02/08/2006 Update on an issue with Webroot SpySweeper, claiming OstroSoft SMTP Component (OSSMTP.dll) is a spyware.

Good news - it's not an issue anymore.
As reported by our customers (Webroot never got back to us), latest SpySweeper release no longer flags OSSMTP.dll as a spyware.
Special thanks to Michel from EXP Systems for his help in resolving this problem.
We still recommend current SpySweeper users to switch to freeware alternatives(Spybot Search and Destroy is our choice), since SpySweeper does not offer any significant advantages worth paying for. If getting rid of SpySweeper is not an option - don't forget to upgrade to the latest build, fixing the problem with false positives.

01/03/2006 It's déjà vu all over again: now Webroot SpySweeper claims OstroSoft SMTP Component (OSSMTP.dll) is a spyware.

Still fresh off the fight with Symantec we (and the users of our software) are now have to deal with another security superhero wannabe. Starting October 2005 our customers report that SpySweeper flags OSSMTP as Wintective Keylogger - spyware, having the highest security risk (on SpySweeper scale). Clicking the link for more information brings you to a page on SpySweeper website: keylogger description, promising horrible things if you don't remove this evil creation. Not many technical details, though (if any).
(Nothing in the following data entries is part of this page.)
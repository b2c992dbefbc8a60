//! Form stepper: previous/next navigation over an ordered list of route tails.
//!
//! Tails are partial routes such as `screening/medical-history`. The first
//! tail found inside the current path decides the position; everything in
//! front of it is kept as the base for the neighbouring routes, and the
//! query string is carried over unchanged.

use serde::{Deserialize, Serialize};
use utoipa::ToSchema;

/// Ordered list of step route tails
#[derive(Debug, Clone, PartialEq, Eq)]
pub struct FormStepper {
    tails: Vec<String>,
}

/// Where a location sits within the step list
#[derive(Debug, Clone, PartialEq, Eq, Serialize, Deserialize, ToSchema)]
pub struct StepPosition {
    /// Matched step, `None` when no tail occurs in the path
    pub index: Option<usize>,
    /// Path text in front of the matched tail
    pub base: String,
    /// Query string including the leading `?`, or empty
    pub search: String,
    pub has_previous: bool,
    pub has_next: bool,
    pub is_last_form: bool,
    pub previous_path: Option<String>,
    pub next_path: Option<String>,
}

impl FormStepper {
    pub fn new<I, S>(tails: I) -> Self
    where
        I: IntoIterator<Item = S>,
        S: Into<String>,
    {
        Self {
            tails: tails.into_iter().map(Into::into).collect(),
        }
    }

    pub fn tails(&self) -> &[String] {
        &self.tails
    }

    pub fn len(&self) -> usize {
        self.tails.len()
    }

    pub fn is_empty(&self) -> bool {
        self.tails.is_empty()
    }

    /// Resolve a full location (`path?query`)
    pub fn locate(&self, location: &str) -> StepPosition {
        let (pathname, search) = split_location(location);
        self.resolve(pathname, search)
    }

    /// Resolve a path and its query string
    pub fn resolve(&self, pathname: &str, search: &str) -> StepPosition {
        let search = normalize_search(search);

        let matched = self
            .tails
            .iter()
            .enumerate()
            .find_map(|(i, tail)| pathname.find(tail.as_str()).map(|pos| (i, pos)));

        let Some((index, pos)) = matched else {
            return StepPosition {
                index: None,
                base: String::new(),
                search,
                has_previous: false,
                has_next: false,
                is_last_form: false,
                previous_path: None,
                next_path: None,
            };
        };

        let base = pathname[..pos].to_string();
        let has_previous = index > 0;
        let has_next = index + 1 < self.tails.len();

        let target = |i: usize| format!("{}{}{}", base, self.tails[i], search);
        let previous_path = has_previous.then(|| target(index - 1));
        let next_path = has_next.then(|| target(index + 1));

        StepPosition {
            index: Some(index),
            is_last_form: index + 1 == self.tails.len(),
            base,
            search,
            has_previous,
            has_next,
            previous_path,
            next_path,
        }
    }

    /// Format progress like "a > [b] > c"
    pub fn format_progress(&self, position: &StepPosition) -> String {
        self.tails
            .iter()
            .enumerate()
            .map(|(i, tail)| {
                if Some(i) == position.index {
                    format!("[{}]", tail)
                } else {
                    tail.clone()
                }
            })
            .collect::<Vec<_>>()
            .join(" > ")
    }

    /// Share of steps before the current one
    pub fn percentage_complete(&self, position: &StepPosition) -> u8 {
        if self.tails.is_empty() {
            100
        } else {
            let index = position.index.unwrap_or(0);
            ((index as f32 / self.tails.len() as f32) * 100.0) as u8
        }
    }
}

/// Split `path?query` at the first `?`; the query keeps its `?`
fn split_location(location: &str) -> (&str, &str) {
    match location.find('?') {
        Some(pos) => (&location[..pos], &location[pos..]),
        None => (location, ""),
    }
}

fn normalize_search(search: &str) -> String {
    if search.is_empty() || search.starts_with('?') {
        search.to_string()
    } else {
        format!("?{}", search)
    }
}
Searching the Web locates the most complete description at Symantec's website. Turns out Wintective Keylogger (wintective.exe) does exist. And it uses some external libraries, namely: OSSMTP.dll, MSVBVM60.DLL and mswinsck.ocx

Only one of them (OSSMTP.dll) gets flagged by SpySweeper. Why? See, the other 2 libraries were developed by Microsoft and no one in the right mind wants to deal with their lawyers. Now, getting big at expense of OstroSoft and users of our software seemed like a great opportunity to Webroot.

Do Webroot "security experts" know that OSSMTP itself is not Wintective Keylogger? Of course they do. Why would they do such a thing? Simple: you've got to stay competitive in a crowded anti-spyware market. Which is lately a problem for Webroot, whose competitors are offering similar packages for free. What's the solution: set as many red flags as possible, even if they are meaningless (cookies, anyone?) or false positive (OSSMTP). Then Webroot can claim their detection engine is the most complete out there.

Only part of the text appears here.